Task item: After reading the data below, copy out every line that contains the word "UnboundedSender".

Supplied data:
++++++++++++++++++++
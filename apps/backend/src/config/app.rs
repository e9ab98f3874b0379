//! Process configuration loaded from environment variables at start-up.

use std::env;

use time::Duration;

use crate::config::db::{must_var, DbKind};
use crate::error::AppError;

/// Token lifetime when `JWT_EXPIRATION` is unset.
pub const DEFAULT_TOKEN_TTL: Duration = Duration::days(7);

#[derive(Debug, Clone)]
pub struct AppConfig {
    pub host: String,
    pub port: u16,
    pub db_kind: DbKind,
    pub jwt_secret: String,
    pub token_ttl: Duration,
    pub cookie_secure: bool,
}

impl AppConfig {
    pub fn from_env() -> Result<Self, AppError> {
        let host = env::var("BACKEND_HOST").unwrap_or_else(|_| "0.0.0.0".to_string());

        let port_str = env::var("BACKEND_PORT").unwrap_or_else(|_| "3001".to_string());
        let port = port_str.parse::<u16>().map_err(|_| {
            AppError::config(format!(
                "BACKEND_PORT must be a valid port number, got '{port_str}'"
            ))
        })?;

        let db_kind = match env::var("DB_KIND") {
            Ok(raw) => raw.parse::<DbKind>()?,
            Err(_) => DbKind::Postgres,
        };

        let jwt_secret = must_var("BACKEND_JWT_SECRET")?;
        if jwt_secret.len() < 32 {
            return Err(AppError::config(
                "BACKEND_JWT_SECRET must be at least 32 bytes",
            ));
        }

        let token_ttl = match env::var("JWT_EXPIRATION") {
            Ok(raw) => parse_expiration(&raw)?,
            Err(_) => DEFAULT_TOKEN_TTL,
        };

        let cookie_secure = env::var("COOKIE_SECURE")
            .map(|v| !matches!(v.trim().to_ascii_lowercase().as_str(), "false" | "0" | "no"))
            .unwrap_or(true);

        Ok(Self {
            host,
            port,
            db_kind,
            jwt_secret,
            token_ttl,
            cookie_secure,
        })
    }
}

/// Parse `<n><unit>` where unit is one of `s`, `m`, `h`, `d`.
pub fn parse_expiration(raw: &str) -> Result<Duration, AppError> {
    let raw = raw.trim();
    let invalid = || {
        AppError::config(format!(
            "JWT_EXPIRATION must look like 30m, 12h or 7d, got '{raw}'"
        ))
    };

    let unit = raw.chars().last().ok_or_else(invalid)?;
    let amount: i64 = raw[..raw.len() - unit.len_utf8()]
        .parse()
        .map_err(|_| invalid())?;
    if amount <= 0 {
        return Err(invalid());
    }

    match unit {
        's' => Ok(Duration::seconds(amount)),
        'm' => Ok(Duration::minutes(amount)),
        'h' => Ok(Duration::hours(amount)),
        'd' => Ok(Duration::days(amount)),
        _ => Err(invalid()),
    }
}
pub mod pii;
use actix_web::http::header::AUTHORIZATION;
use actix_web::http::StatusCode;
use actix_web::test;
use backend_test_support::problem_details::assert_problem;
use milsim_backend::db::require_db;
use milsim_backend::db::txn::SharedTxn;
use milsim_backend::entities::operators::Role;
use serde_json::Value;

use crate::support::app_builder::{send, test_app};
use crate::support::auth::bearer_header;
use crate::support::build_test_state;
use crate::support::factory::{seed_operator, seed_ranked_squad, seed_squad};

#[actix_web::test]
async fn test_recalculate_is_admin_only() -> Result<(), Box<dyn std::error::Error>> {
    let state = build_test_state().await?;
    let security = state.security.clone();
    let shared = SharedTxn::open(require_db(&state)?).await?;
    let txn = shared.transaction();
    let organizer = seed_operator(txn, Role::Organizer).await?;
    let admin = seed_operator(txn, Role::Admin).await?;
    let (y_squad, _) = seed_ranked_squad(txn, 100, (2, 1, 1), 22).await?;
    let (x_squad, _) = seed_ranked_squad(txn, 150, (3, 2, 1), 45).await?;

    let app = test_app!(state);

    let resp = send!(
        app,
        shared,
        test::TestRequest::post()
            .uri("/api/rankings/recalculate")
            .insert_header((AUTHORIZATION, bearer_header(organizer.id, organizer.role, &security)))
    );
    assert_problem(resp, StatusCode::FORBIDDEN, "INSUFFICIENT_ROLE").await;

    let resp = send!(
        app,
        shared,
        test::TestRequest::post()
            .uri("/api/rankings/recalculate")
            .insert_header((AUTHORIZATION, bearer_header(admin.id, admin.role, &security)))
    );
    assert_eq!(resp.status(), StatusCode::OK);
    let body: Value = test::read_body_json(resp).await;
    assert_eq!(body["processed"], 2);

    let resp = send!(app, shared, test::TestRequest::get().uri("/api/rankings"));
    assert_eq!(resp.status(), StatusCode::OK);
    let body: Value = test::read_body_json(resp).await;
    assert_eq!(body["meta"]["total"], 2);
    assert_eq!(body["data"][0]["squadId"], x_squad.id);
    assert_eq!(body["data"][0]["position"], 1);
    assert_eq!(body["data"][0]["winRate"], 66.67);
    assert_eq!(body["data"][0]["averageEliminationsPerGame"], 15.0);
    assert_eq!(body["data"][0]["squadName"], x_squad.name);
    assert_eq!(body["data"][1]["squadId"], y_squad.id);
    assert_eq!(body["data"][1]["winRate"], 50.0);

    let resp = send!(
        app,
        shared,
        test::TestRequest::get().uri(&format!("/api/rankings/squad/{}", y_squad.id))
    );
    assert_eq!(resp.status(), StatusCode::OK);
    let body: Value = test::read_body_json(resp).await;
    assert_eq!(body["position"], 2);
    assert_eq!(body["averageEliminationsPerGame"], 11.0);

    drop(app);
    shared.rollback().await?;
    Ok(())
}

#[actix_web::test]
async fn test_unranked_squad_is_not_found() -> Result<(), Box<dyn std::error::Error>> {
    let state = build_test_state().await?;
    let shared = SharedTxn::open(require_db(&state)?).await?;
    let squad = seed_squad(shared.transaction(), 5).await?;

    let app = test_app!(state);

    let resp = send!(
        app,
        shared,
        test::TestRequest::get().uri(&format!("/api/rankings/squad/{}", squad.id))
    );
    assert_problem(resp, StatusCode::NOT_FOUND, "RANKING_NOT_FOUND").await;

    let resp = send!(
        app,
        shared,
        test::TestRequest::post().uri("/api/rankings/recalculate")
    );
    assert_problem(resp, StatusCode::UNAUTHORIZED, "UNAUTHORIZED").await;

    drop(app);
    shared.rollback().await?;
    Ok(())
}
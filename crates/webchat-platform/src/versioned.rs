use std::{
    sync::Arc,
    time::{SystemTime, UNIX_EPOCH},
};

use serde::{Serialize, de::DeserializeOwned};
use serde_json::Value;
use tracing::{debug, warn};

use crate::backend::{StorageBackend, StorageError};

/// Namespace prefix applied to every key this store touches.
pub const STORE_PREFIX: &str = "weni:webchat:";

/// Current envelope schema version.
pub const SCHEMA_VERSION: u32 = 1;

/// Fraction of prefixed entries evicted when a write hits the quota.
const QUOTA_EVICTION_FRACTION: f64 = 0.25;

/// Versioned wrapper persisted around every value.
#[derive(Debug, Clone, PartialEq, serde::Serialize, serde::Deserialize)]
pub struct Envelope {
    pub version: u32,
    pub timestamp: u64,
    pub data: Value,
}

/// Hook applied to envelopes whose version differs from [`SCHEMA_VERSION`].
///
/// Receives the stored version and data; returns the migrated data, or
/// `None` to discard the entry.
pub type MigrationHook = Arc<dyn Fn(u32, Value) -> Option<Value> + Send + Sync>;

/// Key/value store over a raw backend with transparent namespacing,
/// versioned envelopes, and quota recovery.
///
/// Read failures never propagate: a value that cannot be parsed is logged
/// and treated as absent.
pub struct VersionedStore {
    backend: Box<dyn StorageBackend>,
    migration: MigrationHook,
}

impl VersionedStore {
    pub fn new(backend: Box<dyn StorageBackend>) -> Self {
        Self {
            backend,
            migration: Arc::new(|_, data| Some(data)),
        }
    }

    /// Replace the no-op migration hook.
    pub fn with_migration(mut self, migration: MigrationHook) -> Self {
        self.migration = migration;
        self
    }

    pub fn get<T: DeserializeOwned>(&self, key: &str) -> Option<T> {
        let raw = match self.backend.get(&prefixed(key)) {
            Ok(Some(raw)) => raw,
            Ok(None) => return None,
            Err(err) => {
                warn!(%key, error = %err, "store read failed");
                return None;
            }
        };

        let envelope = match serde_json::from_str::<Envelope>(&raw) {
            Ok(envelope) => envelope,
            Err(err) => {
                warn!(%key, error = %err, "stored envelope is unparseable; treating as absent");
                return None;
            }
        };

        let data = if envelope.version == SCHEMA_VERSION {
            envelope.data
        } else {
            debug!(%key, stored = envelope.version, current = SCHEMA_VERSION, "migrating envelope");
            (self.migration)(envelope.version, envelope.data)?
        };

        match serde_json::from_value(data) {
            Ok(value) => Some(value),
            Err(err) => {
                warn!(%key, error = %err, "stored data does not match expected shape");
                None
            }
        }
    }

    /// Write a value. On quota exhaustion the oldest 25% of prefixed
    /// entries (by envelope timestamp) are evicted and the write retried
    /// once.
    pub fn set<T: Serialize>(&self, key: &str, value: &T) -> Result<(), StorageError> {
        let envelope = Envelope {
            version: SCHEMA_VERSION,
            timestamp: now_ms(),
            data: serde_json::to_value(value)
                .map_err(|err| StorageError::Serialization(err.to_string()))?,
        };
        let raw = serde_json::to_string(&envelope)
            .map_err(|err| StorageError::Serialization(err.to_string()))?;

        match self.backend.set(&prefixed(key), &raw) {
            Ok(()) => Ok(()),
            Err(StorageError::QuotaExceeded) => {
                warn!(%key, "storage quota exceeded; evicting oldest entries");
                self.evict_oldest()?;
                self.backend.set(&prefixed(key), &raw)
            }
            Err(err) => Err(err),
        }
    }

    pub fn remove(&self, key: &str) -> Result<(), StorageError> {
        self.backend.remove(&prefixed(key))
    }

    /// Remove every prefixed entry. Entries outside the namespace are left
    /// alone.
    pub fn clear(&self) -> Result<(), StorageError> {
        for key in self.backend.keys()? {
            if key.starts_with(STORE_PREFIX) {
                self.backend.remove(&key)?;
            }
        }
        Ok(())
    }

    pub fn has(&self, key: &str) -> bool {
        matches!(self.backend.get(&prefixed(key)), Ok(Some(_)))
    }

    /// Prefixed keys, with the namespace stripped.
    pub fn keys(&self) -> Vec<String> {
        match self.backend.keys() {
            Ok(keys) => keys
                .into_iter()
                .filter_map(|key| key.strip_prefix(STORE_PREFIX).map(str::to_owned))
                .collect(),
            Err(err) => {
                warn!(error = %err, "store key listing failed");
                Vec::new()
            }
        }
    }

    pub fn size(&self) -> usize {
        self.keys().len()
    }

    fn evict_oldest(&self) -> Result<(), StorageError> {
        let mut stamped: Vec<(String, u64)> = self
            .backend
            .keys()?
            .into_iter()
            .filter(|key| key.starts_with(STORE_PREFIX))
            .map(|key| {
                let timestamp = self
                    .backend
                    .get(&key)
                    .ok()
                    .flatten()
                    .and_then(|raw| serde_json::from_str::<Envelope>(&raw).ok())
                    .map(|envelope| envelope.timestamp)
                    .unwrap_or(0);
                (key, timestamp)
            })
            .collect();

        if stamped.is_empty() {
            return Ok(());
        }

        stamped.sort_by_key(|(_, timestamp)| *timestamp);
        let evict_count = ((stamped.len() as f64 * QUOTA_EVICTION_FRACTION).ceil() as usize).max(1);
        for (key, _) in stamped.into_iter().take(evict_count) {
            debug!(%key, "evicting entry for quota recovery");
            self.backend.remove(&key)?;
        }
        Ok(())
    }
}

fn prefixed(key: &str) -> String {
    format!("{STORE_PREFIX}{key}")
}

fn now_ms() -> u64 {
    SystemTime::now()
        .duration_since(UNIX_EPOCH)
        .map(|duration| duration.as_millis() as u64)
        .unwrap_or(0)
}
++++++++++++++++++++
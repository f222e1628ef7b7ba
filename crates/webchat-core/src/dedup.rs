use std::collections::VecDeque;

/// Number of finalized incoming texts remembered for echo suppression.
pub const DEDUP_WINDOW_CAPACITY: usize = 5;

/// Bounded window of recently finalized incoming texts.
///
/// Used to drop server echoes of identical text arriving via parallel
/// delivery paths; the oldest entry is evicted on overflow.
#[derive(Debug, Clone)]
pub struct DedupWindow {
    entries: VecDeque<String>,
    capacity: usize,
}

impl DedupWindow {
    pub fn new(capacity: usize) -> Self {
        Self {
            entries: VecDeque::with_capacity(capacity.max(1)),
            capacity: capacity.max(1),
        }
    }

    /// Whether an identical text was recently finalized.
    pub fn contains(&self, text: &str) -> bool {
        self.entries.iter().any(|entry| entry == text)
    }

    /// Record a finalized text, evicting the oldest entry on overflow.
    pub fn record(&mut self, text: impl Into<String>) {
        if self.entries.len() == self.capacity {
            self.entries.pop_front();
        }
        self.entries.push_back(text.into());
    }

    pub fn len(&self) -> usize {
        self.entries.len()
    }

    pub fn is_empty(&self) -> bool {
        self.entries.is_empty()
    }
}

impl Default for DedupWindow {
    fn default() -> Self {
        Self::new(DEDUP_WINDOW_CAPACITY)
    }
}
++++++++++++++++++++
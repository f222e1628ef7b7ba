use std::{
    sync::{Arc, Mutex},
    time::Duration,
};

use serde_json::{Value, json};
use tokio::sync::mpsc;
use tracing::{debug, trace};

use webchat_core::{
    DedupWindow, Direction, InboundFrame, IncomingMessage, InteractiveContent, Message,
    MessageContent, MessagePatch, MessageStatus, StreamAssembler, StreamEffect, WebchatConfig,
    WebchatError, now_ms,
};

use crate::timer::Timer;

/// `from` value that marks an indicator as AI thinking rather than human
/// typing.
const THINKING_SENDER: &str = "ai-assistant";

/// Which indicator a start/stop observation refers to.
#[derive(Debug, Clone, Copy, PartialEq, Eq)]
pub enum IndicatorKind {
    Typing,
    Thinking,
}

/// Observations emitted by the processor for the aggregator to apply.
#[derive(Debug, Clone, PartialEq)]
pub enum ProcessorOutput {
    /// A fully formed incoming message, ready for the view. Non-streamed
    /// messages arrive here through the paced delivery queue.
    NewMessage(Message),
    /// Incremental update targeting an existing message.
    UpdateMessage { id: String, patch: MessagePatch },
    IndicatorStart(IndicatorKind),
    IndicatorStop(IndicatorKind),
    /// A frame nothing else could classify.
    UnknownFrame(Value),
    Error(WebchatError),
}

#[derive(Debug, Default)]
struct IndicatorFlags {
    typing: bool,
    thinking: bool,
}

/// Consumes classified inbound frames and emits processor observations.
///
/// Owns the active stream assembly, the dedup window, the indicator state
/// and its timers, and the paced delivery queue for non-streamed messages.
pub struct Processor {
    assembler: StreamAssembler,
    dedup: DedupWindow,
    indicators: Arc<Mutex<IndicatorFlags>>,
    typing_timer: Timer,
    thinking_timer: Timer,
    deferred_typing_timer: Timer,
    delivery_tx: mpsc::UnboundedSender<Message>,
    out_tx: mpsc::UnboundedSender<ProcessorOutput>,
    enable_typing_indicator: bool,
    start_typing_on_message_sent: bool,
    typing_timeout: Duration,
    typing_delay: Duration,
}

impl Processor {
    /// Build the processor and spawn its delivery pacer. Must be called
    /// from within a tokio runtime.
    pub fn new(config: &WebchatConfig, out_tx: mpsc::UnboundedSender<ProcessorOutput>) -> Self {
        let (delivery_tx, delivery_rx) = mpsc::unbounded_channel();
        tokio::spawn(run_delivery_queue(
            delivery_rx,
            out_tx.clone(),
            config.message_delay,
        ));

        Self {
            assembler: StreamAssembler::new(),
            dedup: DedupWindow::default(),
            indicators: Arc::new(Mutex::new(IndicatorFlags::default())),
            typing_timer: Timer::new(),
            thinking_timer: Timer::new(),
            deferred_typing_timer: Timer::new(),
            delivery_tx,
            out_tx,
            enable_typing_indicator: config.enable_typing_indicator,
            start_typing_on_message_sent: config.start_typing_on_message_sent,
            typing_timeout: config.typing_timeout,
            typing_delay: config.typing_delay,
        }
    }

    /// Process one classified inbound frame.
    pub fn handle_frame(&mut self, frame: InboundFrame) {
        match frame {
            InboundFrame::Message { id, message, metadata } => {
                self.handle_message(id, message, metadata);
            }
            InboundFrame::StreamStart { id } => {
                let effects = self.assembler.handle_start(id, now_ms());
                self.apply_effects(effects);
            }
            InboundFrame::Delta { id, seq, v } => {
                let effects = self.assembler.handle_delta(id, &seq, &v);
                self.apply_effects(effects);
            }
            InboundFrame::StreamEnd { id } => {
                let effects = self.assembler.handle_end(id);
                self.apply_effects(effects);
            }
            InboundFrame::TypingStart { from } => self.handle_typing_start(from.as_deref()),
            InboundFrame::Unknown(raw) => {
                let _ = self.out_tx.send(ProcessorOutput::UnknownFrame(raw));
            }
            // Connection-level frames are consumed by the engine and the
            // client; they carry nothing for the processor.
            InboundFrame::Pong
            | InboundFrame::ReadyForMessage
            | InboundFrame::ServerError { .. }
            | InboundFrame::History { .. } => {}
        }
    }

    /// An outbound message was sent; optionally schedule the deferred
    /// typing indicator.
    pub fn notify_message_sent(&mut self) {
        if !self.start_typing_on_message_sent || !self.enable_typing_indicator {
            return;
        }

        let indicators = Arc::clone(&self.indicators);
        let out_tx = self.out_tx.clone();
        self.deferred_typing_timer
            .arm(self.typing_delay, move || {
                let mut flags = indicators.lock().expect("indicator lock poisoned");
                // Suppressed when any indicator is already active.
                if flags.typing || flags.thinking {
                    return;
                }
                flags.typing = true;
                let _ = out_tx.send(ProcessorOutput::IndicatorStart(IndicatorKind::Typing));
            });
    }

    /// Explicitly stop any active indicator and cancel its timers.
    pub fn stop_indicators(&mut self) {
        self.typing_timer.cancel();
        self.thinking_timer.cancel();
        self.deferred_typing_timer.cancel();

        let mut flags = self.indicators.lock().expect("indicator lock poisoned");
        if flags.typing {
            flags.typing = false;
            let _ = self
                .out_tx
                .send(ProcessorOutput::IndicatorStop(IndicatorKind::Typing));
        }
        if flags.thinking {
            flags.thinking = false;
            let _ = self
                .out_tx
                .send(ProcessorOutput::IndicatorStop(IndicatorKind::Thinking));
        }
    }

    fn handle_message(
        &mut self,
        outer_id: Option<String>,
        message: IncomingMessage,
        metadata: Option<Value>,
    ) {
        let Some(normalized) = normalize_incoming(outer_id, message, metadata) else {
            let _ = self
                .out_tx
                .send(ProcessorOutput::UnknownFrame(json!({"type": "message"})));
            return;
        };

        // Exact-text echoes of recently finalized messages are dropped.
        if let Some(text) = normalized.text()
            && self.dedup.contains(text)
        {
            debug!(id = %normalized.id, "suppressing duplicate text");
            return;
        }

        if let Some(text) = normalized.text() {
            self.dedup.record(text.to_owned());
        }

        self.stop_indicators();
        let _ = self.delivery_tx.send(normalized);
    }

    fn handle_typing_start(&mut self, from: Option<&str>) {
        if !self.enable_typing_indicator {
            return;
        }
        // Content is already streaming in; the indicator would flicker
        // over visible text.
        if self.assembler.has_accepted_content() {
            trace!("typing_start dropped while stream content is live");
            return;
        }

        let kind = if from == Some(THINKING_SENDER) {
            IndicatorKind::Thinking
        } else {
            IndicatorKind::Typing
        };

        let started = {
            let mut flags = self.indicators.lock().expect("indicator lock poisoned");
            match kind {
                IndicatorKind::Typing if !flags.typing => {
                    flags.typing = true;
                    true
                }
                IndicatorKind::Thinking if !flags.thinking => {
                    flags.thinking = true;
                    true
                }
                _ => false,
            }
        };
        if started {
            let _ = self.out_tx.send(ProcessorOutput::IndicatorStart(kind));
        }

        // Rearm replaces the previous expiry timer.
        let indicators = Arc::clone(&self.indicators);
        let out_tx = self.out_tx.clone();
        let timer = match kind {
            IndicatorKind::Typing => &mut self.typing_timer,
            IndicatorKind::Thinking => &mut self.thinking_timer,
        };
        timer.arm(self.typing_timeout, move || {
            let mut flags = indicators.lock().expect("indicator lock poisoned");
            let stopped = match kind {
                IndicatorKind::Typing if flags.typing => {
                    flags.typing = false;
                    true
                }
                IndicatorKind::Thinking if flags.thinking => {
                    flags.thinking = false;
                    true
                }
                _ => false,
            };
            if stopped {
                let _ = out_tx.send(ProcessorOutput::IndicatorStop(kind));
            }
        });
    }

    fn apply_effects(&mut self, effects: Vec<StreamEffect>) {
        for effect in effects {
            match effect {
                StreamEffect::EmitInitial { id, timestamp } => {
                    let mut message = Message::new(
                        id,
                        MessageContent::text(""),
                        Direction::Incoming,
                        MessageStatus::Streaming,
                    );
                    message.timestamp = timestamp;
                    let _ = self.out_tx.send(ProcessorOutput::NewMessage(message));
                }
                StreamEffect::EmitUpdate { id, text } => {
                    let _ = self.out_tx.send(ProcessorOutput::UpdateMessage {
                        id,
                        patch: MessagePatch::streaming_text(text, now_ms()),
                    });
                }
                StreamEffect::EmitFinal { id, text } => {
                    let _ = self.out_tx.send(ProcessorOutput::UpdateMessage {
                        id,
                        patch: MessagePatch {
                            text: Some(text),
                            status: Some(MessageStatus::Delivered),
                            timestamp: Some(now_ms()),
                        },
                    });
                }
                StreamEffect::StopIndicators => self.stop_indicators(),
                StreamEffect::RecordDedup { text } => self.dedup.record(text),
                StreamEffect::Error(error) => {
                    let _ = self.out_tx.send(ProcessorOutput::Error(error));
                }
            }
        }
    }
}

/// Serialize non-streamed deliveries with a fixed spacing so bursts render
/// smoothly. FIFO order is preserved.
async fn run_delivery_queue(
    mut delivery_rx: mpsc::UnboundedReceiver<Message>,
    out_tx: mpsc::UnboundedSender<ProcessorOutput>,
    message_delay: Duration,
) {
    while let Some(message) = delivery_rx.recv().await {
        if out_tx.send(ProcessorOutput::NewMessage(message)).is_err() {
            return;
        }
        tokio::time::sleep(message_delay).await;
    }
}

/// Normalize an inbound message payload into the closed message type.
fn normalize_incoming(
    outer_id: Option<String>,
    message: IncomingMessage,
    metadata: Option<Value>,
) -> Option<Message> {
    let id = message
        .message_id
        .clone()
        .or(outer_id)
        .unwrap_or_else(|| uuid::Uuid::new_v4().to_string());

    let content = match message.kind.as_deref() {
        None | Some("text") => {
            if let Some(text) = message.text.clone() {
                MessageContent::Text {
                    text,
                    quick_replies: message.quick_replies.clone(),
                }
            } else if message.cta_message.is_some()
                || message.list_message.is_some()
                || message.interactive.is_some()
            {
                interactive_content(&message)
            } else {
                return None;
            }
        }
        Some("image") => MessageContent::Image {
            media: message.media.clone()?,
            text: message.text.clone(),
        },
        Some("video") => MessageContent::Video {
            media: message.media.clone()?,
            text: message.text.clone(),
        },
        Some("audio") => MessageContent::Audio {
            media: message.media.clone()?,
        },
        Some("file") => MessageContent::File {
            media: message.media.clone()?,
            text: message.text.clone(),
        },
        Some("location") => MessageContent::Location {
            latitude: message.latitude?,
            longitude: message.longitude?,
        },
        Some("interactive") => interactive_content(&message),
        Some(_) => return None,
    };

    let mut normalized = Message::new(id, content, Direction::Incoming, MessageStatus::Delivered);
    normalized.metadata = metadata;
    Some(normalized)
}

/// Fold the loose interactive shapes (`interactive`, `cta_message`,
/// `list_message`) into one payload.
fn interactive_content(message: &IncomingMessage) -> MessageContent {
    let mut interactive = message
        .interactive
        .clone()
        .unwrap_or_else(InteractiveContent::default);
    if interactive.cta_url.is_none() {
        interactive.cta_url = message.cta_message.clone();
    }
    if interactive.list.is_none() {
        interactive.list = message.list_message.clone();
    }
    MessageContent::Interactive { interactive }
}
++++++++++++++++++++
Output:
    delivery_tx: mpsc::UnboundedSender<Message>,
    out_tx: mpsc::UnboundedSender<ProcessorOutput>,
    pub fn new(config: &WebchatConfig, out_tx: mpsc::UnboundedSender<ProcessorOutput>) -> Self {
    out_tx: mpsc::UnboundedSender<ProcessorOutput>,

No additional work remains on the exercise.